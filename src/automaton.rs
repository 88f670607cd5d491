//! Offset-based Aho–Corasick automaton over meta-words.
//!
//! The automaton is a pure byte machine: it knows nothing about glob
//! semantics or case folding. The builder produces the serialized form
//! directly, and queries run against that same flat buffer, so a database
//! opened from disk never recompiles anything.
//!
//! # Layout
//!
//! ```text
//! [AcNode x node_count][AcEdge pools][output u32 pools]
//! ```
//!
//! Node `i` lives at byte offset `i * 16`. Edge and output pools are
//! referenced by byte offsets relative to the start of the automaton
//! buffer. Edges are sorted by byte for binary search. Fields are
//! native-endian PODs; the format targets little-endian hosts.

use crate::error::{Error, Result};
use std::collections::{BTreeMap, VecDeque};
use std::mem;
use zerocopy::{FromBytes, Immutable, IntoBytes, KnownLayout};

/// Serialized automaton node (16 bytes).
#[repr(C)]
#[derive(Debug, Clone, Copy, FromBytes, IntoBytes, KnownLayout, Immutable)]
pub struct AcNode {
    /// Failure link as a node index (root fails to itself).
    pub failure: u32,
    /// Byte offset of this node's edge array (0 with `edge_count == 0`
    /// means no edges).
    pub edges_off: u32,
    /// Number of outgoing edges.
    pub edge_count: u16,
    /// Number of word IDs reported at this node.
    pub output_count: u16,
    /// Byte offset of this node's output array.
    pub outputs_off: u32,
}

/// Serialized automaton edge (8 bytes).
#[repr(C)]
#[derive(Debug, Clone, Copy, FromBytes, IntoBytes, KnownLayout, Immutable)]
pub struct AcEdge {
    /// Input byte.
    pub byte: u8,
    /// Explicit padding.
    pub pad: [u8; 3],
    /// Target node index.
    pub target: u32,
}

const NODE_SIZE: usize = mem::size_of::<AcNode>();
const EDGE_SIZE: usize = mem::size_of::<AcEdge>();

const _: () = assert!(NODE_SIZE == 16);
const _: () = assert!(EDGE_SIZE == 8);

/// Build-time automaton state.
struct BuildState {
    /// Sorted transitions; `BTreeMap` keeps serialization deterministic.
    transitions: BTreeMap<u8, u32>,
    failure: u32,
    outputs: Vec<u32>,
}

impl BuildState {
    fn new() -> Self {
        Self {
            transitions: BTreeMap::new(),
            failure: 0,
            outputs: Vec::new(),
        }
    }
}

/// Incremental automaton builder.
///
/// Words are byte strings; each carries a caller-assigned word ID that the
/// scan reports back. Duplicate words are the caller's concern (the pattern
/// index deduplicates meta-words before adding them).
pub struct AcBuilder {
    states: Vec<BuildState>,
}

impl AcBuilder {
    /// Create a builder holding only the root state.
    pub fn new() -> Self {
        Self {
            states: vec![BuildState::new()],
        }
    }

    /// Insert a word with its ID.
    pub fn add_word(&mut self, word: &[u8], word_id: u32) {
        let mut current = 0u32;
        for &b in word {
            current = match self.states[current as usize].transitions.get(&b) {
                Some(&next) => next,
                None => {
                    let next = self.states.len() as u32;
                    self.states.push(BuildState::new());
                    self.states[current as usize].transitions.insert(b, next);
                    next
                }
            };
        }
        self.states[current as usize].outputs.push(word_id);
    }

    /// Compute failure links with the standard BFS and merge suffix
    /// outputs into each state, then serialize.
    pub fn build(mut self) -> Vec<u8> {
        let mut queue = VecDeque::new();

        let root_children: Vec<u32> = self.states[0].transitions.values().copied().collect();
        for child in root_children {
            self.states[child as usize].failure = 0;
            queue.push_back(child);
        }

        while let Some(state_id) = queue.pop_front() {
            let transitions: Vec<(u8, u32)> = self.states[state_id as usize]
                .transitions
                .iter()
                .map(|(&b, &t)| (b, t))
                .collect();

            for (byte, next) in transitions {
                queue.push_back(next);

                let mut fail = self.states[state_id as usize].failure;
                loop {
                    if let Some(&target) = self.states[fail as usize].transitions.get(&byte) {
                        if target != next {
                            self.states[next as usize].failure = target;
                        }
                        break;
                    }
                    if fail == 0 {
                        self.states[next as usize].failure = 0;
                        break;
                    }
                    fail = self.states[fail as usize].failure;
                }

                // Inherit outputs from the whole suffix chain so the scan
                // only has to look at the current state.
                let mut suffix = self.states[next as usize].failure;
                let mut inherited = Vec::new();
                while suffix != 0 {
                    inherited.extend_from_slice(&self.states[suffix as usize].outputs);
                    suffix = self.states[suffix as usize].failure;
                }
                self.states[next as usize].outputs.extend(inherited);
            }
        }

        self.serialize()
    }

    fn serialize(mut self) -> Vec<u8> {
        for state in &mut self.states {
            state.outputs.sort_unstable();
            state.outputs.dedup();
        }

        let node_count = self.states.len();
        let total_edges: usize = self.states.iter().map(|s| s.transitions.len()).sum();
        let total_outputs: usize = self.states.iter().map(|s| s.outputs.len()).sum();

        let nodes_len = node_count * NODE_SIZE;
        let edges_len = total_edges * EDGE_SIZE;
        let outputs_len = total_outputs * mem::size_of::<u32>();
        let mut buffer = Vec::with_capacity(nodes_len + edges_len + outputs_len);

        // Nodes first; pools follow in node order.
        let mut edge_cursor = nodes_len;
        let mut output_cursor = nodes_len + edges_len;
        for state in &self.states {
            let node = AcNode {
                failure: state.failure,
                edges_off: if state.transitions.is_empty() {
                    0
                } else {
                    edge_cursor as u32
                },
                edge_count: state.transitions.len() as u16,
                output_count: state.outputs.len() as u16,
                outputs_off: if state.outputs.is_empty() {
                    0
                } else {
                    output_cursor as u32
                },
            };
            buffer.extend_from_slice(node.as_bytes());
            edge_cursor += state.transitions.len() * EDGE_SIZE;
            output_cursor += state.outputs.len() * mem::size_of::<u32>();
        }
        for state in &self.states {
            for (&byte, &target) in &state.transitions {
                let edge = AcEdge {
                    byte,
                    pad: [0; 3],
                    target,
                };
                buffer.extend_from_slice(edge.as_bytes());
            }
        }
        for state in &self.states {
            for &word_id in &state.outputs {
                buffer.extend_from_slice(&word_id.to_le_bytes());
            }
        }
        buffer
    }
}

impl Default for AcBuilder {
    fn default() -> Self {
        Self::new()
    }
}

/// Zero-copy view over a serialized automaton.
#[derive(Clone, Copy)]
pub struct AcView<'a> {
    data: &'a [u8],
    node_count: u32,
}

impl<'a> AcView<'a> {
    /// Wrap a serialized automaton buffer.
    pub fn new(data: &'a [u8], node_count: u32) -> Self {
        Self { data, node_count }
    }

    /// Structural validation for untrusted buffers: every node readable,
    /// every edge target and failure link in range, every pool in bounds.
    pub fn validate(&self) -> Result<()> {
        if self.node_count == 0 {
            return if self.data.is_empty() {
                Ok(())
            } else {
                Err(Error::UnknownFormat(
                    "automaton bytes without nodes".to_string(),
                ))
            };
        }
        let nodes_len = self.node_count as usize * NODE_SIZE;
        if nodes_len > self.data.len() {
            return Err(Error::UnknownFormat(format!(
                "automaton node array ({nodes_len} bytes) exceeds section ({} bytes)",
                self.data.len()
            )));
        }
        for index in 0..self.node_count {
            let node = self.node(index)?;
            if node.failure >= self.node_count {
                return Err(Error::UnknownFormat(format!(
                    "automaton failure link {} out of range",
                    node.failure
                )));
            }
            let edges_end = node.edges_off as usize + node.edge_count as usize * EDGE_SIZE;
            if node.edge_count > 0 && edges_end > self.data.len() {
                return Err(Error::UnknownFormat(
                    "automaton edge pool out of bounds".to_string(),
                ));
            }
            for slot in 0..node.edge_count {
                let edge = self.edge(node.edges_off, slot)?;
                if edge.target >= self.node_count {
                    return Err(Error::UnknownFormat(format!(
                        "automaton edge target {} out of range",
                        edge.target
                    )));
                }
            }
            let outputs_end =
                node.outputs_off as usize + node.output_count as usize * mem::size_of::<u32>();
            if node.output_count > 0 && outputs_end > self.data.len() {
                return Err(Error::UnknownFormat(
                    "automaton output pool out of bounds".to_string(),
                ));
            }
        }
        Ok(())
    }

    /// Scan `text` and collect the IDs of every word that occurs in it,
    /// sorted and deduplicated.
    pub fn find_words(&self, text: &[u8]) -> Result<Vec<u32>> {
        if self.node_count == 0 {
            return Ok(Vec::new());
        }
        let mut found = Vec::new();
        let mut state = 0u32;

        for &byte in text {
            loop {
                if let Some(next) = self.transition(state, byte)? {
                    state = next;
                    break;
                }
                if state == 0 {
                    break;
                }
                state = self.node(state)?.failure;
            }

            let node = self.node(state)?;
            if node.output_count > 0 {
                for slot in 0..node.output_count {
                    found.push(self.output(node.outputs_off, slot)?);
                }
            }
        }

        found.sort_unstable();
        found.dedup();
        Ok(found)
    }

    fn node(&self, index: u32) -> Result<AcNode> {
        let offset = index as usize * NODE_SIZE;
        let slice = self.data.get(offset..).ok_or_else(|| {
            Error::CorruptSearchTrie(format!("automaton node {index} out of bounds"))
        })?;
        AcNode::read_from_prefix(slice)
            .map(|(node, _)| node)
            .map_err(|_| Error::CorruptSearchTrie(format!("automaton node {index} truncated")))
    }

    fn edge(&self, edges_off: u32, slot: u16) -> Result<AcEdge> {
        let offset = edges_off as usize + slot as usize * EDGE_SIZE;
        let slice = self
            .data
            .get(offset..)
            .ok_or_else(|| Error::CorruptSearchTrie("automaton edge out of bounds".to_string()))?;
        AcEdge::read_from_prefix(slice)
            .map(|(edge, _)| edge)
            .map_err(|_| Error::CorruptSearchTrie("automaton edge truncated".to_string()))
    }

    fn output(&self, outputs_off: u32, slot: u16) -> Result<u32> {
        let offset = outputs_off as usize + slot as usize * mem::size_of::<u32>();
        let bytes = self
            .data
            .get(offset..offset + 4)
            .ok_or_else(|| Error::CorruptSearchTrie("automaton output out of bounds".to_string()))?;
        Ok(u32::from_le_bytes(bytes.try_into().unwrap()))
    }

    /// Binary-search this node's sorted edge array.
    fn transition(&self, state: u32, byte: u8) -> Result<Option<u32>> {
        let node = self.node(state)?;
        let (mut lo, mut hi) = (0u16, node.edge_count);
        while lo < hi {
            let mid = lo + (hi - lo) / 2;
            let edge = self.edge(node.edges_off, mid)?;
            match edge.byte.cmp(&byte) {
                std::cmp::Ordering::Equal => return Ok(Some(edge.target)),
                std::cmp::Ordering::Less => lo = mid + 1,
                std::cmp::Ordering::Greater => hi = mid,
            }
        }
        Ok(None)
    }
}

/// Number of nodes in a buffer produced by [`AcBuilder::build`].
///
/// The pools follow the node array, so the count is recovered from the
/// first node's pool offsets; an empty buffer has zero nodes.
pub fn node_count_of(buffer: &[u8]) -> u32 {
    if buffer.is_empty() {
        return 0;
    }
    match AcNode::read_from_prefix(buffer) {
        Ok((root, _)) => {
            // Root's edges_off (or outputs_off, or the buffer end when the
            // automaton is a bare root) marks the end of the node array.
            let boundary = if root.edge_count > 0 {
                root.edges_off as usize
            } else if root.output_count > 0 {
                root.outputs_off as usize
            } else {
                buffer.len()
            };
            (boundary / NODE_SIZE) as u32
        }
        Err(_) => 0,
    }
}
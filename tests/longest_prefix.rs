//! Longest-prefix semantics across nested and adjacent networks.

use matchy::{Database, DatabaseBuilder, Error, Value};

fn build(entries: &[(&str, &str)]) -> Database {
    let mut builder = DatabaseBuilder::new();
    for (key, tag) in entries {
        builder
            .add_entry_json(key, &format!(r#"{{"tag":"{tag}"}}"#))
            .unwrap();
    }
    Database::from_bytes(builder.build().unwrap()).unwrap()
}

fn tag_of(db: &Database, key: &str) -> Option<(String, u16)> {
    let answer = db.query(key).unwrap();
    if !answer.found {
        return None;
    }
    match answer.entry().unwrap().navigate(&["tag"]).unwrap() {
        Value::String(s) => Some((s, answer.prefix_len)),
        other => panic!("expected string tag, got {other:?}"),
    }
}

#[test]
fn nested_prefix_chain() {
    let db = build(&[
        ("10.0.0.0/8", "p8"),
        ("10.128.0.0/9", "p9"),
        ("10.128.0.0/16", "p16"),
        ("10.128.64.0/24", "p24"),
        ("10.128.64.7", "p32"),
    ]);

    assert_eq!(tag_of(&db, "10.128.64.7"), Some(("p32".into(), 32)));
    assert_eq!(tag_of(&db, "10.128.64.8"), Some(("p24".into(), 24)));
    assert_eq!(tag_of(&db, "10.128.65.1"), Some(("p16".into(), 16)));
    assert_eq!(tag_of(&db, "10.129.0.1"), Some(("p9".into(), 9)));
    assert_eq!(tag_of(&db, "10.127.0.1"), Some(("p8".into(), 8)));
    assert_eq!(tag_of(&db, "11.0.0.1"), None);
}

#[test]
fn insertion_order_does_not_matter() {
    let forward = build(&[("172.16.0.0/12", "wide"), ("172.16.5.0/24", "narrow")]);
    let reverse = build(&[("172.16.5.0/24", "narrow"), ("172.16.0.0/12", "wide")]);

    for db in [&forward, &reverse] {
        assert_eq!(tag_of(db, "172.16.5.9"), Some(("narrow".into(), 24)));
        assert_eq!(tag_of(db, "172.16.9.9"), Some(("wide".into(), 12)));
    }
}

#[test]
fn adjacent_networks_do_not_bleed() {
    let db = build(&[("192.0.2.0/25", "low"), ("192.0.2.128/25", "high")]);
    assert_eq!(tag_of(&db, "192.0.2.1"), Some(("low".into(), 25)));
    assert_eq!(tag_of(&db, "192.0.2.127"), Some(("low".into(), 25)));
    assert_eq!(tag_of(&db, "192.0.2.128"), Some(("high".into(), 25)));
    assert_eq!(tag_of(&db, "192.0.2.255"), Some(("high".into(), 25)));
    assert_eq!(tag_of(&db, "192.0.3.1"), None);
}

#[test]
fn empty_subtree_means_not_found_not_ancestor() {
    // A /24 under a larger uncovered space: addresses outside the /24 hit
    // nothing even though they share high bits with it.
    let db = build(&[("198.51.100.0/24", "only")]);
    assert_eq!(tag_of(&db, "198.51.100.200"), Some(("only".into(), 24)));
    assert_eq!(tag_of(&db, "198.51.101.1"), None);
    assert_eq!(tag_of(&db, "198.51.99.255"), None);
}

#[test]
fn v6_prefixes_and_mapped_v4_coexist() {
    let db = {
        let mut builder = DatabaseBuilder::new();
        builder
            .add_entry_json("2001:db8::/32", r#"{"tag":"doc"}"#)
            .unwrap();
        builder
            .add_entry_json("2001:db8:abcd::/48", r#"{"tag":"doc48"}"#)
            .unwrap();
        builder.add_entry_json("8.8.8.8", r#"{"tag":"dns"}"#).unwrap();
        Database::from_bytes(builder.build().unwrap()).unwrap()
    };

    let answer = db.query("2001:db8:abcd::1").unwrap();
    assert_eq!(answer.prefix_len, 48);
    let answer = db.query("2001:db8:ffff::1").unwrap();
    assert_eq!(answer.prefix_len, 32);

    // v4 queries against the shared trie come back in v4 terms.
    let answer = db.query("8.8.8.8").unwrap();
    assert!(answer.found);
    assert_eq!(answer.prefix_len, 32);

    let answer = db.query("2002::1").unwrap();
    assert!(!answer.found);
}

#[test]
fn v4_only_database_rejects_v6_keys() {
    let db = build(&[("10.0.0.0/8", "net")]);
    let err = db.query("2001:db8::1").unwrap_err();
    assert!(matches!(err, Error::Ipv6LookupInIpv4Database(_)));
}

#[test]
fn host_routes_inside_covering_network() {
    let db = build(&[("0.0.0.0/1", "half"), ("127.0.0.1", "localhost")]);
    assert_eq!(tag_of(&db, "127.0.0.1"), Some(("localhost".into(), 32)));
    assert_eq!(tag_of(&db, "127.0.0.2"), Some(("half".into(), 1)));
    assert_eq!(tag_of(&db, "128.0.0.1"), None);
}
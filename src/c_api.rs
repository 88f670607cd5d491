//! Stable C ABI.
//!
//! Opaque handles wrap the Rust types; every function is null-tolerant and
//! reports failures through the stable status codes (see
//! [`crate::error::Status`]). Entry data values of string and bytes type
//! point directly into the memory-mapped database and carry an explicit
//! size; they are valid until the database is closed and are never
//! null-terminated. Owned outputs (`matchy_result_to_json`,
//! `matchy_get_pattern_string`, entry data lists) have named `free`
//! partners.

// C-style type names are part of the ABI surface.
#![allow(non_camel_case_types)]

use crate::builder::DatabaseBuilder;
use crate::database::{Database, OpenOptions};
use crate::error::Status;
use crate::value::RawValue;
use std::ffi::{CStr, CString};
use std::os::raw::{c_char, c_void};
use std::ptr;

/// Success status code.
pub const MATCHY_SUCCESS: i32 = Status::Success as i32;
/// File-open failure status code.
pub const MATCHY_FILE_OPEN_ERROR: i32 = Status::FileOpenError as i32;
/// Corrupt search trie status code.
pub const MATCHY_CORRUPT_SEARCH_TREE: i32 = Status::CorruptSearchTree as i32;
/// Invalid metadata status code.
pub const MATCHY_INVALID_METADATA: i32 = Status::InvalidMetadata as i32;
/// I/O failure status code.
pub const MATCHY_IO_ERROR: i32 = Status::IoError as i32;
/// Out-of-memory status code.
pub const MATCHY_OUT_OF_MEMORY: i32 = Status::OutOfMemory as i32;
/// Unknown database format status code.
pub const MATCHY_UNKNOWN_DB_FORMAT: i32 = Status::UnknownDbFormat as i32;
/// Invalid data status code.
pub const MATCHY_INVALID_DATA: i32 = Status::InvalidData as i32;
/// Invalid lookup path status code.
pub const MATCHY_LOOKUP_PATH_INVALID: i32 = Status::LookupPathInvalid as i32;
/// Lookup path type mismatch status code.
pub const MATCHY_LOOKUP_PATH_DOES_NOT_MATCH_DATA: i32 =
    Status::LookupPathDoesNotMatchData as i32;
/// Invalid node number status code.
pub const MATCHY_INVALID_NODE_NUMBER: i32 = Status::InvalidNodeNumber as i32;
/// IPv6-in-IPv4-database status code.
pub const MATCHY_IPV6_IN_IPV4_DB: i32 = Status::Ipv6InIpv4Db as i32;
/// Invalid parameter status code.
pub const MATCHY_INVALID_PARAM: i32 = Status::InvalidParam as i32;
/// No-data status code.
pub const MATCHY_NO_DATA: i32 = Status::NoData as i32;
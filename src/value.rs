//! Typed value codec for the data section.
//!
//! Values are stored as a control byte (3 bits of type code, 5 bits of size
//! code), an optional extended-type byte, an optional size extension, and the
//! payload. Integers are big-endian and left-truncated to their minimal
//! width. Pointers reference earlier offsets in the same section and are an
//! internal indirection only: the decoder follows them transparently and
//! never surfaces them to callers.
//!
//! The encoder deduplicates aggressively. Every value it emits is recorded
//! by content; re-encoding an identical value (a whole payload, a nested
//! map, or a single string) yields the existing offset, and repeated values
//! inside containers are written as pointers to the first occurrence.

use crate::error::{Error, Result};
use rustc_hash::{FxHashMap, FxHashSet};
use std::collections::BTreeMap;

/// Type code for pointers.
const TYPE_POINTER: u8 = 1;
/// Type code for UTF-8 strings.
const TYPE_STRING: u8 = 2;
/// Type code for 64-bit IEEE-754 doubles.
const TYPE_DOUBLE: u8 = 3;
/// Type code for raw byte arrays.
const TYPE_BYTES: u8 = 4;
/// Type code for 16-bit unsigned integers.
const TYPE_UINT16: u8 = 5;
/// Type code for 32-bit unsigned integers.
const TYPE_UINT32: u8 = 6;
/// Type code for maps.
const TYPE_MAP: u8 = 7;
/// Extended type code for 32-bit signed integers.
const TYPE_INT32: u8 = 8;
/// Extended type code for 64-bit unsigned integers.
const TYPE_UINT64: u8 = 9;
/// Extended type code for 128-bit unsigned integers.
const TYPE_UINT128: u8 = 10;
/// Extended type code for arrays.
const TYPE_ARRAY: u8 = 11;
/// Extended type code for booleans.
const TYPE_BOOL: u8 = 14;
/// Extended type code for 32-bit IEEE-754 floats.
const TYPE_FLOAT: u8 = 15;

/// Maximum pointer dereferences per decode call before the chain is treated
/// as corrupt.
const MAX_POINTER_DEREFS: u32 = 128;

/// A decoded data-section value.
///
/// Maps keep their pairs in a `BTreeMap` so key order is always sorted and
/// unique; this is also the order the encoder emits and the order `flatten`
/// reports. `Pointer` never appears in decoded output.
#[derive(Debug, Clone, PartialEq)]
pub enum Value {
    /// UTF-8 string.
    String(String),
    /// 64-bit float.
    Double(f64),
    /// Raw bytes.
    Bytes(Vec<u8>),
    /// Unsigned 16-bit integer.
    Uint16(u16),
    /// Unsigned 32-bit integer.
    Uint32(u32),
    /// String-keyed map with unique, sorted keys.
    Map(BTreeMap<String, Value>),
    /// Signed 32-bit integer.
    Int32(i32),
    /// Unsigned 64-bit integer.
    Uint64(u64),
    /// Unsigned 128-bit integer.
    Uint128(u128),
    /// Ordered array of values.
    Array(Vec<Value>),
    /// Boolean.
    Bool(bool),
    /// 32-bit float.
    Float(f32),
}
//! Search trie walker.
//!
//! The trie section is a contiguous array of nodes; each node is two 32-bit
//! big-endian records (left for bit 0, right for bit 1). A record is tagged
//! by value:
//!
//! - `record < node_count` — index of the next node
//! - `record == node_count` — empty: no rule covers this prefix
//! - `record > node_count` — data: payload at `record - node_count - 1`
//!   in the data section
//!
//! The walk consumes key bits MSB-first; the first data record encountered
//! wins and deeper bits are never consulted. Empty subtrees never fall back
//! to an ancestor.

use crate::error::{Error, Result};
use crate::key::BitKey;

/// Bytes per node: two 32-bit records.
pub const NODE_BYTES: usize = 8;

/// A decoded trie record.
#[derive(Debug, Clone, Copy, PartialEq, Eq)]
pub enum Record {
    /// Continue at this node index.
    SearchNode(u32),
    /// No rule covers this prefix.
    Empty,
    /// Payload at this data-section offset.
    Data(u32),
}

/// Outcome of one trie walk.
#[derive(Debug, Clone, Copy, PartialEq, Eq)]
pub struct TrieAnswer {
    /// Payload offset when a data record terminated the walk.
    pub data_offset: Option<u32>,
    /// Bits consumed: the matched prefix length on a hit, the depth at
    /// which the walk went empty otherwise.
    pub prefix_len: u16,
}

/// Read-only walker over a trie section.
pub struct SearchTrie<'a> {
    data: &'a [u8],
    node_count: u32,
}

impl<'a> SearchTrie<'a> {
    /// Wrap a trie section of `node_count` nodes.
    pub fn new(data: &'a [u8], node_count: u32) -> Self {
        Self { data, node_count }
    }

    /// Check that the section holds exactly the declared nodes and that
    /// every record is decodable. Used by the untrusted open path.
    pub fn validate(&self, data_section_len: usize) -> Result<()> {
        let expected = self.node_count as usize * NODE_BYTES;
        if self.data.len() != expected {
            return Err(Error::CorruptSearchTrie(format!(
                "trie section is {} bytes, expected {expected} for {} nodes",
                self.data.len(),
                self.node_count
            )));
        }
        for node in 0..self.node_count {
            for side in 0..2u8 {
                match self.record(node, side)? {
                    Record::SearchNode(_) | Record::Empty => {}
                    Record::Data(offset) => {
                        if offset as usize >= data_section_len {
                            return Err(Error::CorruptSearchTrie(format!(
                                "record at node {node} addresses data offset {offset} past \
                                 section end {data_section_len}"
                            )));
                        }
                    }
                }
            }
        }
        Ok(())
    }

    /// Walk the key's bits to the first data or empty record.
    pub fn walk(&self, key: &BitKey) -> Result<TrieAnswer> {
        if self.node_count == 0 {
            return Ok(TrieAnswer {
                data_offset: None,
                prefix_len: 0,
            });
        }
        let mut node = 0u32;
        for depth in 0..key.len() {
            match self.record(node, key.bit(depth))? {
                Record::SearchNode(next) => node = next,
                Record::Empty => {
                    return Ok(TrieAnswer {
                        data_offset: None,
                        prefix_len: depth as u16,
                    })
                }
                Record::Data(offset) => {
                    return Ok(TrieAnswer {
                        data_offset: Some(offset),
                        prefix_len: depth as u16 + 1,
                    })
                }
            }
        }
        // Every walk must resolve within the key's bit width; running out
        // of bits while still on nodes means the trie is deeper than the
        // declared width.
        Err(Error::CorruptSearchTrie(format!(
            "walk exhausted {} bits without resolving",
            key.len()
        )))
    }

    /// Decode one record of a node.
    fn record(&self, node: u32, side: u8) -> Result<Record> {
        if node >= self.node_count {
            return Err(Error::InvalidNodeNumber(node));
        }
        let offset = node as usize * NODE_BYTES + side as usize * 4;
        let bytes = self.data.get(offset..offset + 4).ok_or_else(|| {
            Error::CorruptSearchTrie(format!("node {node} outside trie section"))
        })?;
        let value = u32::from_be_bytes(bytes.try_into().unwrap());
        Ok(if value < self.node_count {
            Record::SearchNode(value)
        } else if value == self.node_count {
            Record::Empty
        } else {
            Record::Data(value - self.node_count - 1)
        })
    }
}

--------

▸ **Task brief**
The answer is each line in which the word "without" occurs, copied from the material above.

▸ **Solution to this task**
                    "automaton bytes without nodes".to_string(),
            "walk exhausted {} bits without resolving",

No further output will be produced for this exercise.